Some of The World’s Biggest Pension Systems Are Failing Women

Even before Covid-19 shuttered economies across the world, many women faced retiring with less savings than men. Now, that gap is set to widen further in some of the world’s biggest pension systems.

Women already typically earn less than men and take more time out from the workforce to have children, resulting in diminished pension pots. And as coronavirus lockdowns smash industries such as air travel, tourism, retail and hospitality, they face a disproportionate risk of losing their jobs, according to the Organisation for Economic Cooperation and Development.

The policy response to the pandemic also risks exacerbating the problem. Some countries, including Australia, the U.S., Spain, Denmark and Canada are allowing people early access to their retirement funds to weather the crisis, raising concerns that women -- who tend to live longer than men -- are further depleting their savings.
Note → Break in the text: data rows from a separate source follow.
//! russh server handler for inbound clients.
//!
//! Authentication is delegated to the configured [`AuthPolicy`]. Channel opens of
//! every type russh surfaces are handed to the negotiator and answered with its
//! decision. Session requests on the accepted channel are relayed from here, so the
//! client's reply goes out while russh still holds that request's want-reply flag.
//! Global requests are refused on the spot and never leave this handler.

use std::net::SocketAddr;
use std::sync::Arc;

use russh::keys::PublicKey;
use russh::server::{self as ssh_server, Auth, Msg, Session};
use russh::{Channel, ChannelId, Pty, Sig};
use tokio::sync::{mpsc, oneshot};
use tracing::{debug, info, trace, warn};

use super::negotiate::{ChannelOpen, OpenDecision, SESSION};
use crate::auth::AuthPolicy;
use crate::channel::{ChannelRequest, IncomingRequest, RequestReply};

pub(super) type InboundOpen = ChannelOpen<Channel<Msg>>;

pub(super) struct InboundHandler {
    peer: SocketAddr,
    auth: Arc<dyn AuthPolicy>,
    opens: mpsc::Sender<InboundOpen>,
    requests: mpsc::UnboundedSender<IncomingRequest>,
    /// The accepted session channel, once there is one.
    session: Option<ChannelId>,
}

impl InboundHandler {
    pub(super) fn new(
        peer: SocketAddr,
        auth: Arc<dyn AuthPolicy>,
        opens: mpsc::Sender<InboundOpen>,
        requests: mpsc::UnboundedSender<IncomingRequest>,
    ) -> Self {
        Self {
            peer,
            auth,
            opens,
            requests,
            session: None,
        }
    }

    /// Hand a channel-open to the negotiator and wait for its answer.
    async fn offer(&self, kind: &str, channel: Channel<Msg>) -> bool {
        let (open, decision) = ChannelOpen::new(kind, channel);
        if self.opens.send(open).await.is_err() {
            return false;
        }
        match decision.await {
            Ok(OpenDecision::Accept) => true,
            Ok(OpenDecision::Reject(reason)) => {
                debug!(peer = %self.peer, kind, ?reason, "channel open rejected");
                false
            }
            Err(_) => false,
        }
    }

    /// Queue a request for the backend. `None` when it is not for the relayed
    /// session or the relay is gone.
    fn forward(&self, channel: ChannelId, request: ChannelRequest, want_reply: bool) -> Option<oneshot::Receiver<RequestReply>> {
        if self.session != Some(channel) {
            debug!(peer = %self.peer, ?channel, kind = request.kind(), "request for a channel that is not relayed");
            return None;
        }
        let (reply, answer) = if want_reply {
            let (tx, rx) = oneshot::channel();
            (Some(tx), Some(rx))
        } else {
            (None, None)
        };
        self.requests.send(IncomingRequest { request, reply }).ok()?;
        answer
    }

    /// Relay a request and answer the client with the backend's verdict.
    ///
    /// russh keeps the client's want-reply flag to itself and
    /// `channel_success`/`channel_failure` only write a reply when it was set. The
    /// backend is therefore always asked, and its answer reaches the client only if
    /// the client asked too.
    async fn relay(&mut self, channel: ChannelId, request: ChannelRequest, session: &mut Session) -> Result<(), russh::Error> {
        let kind = request.kind();
        let success = match self.forward(channel, request, true) {
            Some(answer) => answer.await.map(|reply| reply.success).unwrap_or(false),
            None => false,
        };
        trace!(peer = %self.peer, kind, success, "answering client request");
        if success {
            session.channel_success(channel)
        } else {
            session.channel_failure(channel)
        }
    }

    /// Relay a request that never carries a reply.
    fn notify(&self, channel: ChannelId, request: ChannelRequest) {
        let _ = self.forward(channel, request, false);
    }

    fn verdict(&self, method: &str, user: &str, allowed: bool) -> Auth {
        if allowed {
            info!(peer = %self.peer, user, method, "client authenticated");
            Auth::Accept
        } else {
            warn!(peer = %self.peer, user, method, "client authentication rejected");
            Auth::reject()
        }
    }
}

impl ssh_server::Handler for InboundHandler {
    type Error = russh::Error;

    async fn auth_none(&mut self, user: &str) -> Result<Auth, Self::Error> {
        Ok(self.verdict("none", user, self.auth.allow_none(user)))
    }

    async fn auth_password(&mut self, user: &str, password: &str) -> Result<Auth, Self::Error> {
        Ok(self.verdict("password", user, self.auth.allow_password(user, password)))
    }

    async fn auth_publickey(&mut self, user: &str, public_key: &PublicKey) -> Result<Auth, Self::Error> {
        Ok(self.verdict("publickey", user, self.auth.allow_publickey(user, public_key)))
    }

    async fn channel_open_session(&mut self, channel: Channel<Msg>, _session: &mut Session) -> Result<bool, Self::Error> {
        let id = channel.id();
        let accepted = self.offer(SESSION, channel).await;
        if accepted {
            self.session = Some(id);
        }
        Ok(accepted)
    }

    async fn channel_open_direct_tcpip(
        &mut self,
        channel: Channel<Msg>,
        host_to_connect: &str,
        port_to_connect: u32,
        _originator_address: &str,
        _originator_port: u32,
        _session: &mut Session,
    ) -> Result<bool, Self::Error> {
        debug!(peer = %self.peer, host_to_connect, port_to_connect, "direct-tcpip requested");
        Ok(self.offer("direct-tcpip", channel).await)
    }

    async fn channel_open_forwarded_tcpip(
        &mut self,
        channel: Channel<Msg>,
        host_to_connect: &str,
        port_to_connect: u32,
        _originator_address: &str,
        _originator_port: u32,
        _session: &mut Session,
    ) -> Result<bool, Self::Error> {
        debug!(peer = %self.peer, host_to_connect, port_to_connect, "forwarded-tcpip requested");
        Ok(self.offer("forwarded-tcpip", channel).await)
    }

    async fn channel_open_direct_streamlocal(
        &mut self,
        channel: Channel<Msg>,
        socket_path: &str,
        _session: &mut Session,
    ) -> Result<bool, Self::Error> {
        debug!(peer = %self.peer, socket_path, "direct-streamlocal requested");
        Ok(self.offer("direct-streamlocal@openssh.com", channel).await)
    }

    async fn channel_open_x11(
        &mut self,
        channel: Channel<Msg>,
        _originator_address: &str,
        _originator_port: u32,
        _session: &mut Session,
    ) -> Result<bool, Self::Error> {
        Ok(self.offer("x11", channel).await)
    }

    async fn pty_request(
        &mut self,
        channel: ChannelId,
        term: &str,
        col_width: u32,
        row_height: u32,
        pix_width: u32,
        pix_height: u32,
        modes: &[(Pty, u32)],
        session: &mut Session,
    ) -> Result<(), Self::Error> {
        let request = ChannelRequest::Pty {
            term: term.to_string(),
            col_width,
            row_height,
            pix_width,
            pix_height,
            terminal_modes: modes.to_vec(),
        };
        self.relay(channel, request, session).await
    }

    async fn x11_request(
        &mut self,
        channel: ChannelId,
        single_connection: bool,
        x11_auth_protocol: &str,
        x11_auth_cookie: &str,
        x11_screen_number: u32,
        session: &mut Session,
    ) -> Result<(), Self::Error> {
        let request = ChannelRequest::X11 {
            single_connection,
            auth_protocol: x11_auth_protocol.to_string(),
            auth_cookie: x11_auth_cookie.to_string(),
            screen_number: x11_screen_number,
        };
        self.relay(channel, request, session).await
    }

    async fn env_request(
        &mut self,
        channel: ChannelId,
        variable_name: &str,
        variable_value: &str,
        session: &mut Session,
    ) -> Result<(), Self::Error> {
        let request = ChannelRequest::Env {
            name: variable_name.to_string(),
            value: variable_value.to_string(),
        };
        self.relay(channel, request, session).await
    }

    async fn shell_request(&mut self, channel: ChannelId, session: &mut Session) -> Result<(), Self::Error> {
        self.relay(channel, ChannelRequest::Shell, session).await
    }

    async fn exec_request(&mut self, channel: ChannelId, data: &[u8], session: &mut Session) -> Result<(), Self::Error> {
        let request = ChannelRequest::Exec { command: data.to_vec() };
        self.relay(channel, request, session).await
    }

    async fn subsystem_request(&mut self, channel: ChannelId, name: &str, session: &mut Session) -> Result<(), Self::Error> {
        let request = ChannelRequest::Subsystem { name: name.to_string() };
        self.relay(channel, request, session).await
    }

    async fn agent_request(&mut self, channel: ChannelId, session: &mut Session) -> Result<bool, Self::Error> {
        self.relay(channel, ChannelRequest::AgentForward, session).await?;
        // Already answered on the channel. `false` would also emit a global failure.
        Ok(true)
    }

    async fn window_change_request(
        &mut self,
        channel: ChannelId,
        col_width: u32,
        row_height: u32,
        pix_width: u32,
        pix_height: u32,
        _session: &mut Session,
    ) -> Result<(), Self::Error> {
        self.notify(
            channel,
            ChannelRequest::WindowChange {
                col_width,
                row_height,
                pix_width,
                pix_height,
            },
        );
        Ok(())
    }

    async fn signal(&mut self, channel: ChannelId, signal: Sig, _session: &mut Session) -> Result<(), Self::Error> {
        self.notify(channel, ChannelRequest::Signal { signal });
        Ok(())
    }

    async fn tcpip_forward(&mut self, address: &str, port: &mut u32, _session: &mut Session) -> Result<bool, Self::Error> {
        debug!(peer = %self.peer, address, port = *port, "discarding tcpip-forward request");
        Ok(false)
    }

    async fn cancel_tcpip_forward(&mut self, address: &str, port: u32, _session: &mut Session) -> Result<bool, Self::Error> {
        debug!(peer = %self.peer, address, port, "discarding cancel-tcpip-forward request");
        Ok(false)
    }
}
“There is some indication that women could be more affected and that the pension gap would increase down the road,” said Maciej Lis, an economist in the OECD’s pensions and population aging team in Paris. “The crisis seems to worsen the labor market prospect of women more strongly than men because women tend to work in more affected sectors.”

The issue is a further challenge for policymakers who are already grappling with how to provide for aging populations. And it is exposing underlying flaws in pension systems designed to ensure people are financially secure in retirement without being dependent on welfare.

Gender Gap

Despite its pension system being ranked the world’s third-best behind the Netherlands and Denmark, women in Australia face retirement with 40% less savings than men, similar to the European Union average, according to Mercer. In the U.S., the shortfall is 32%, according to the OECD.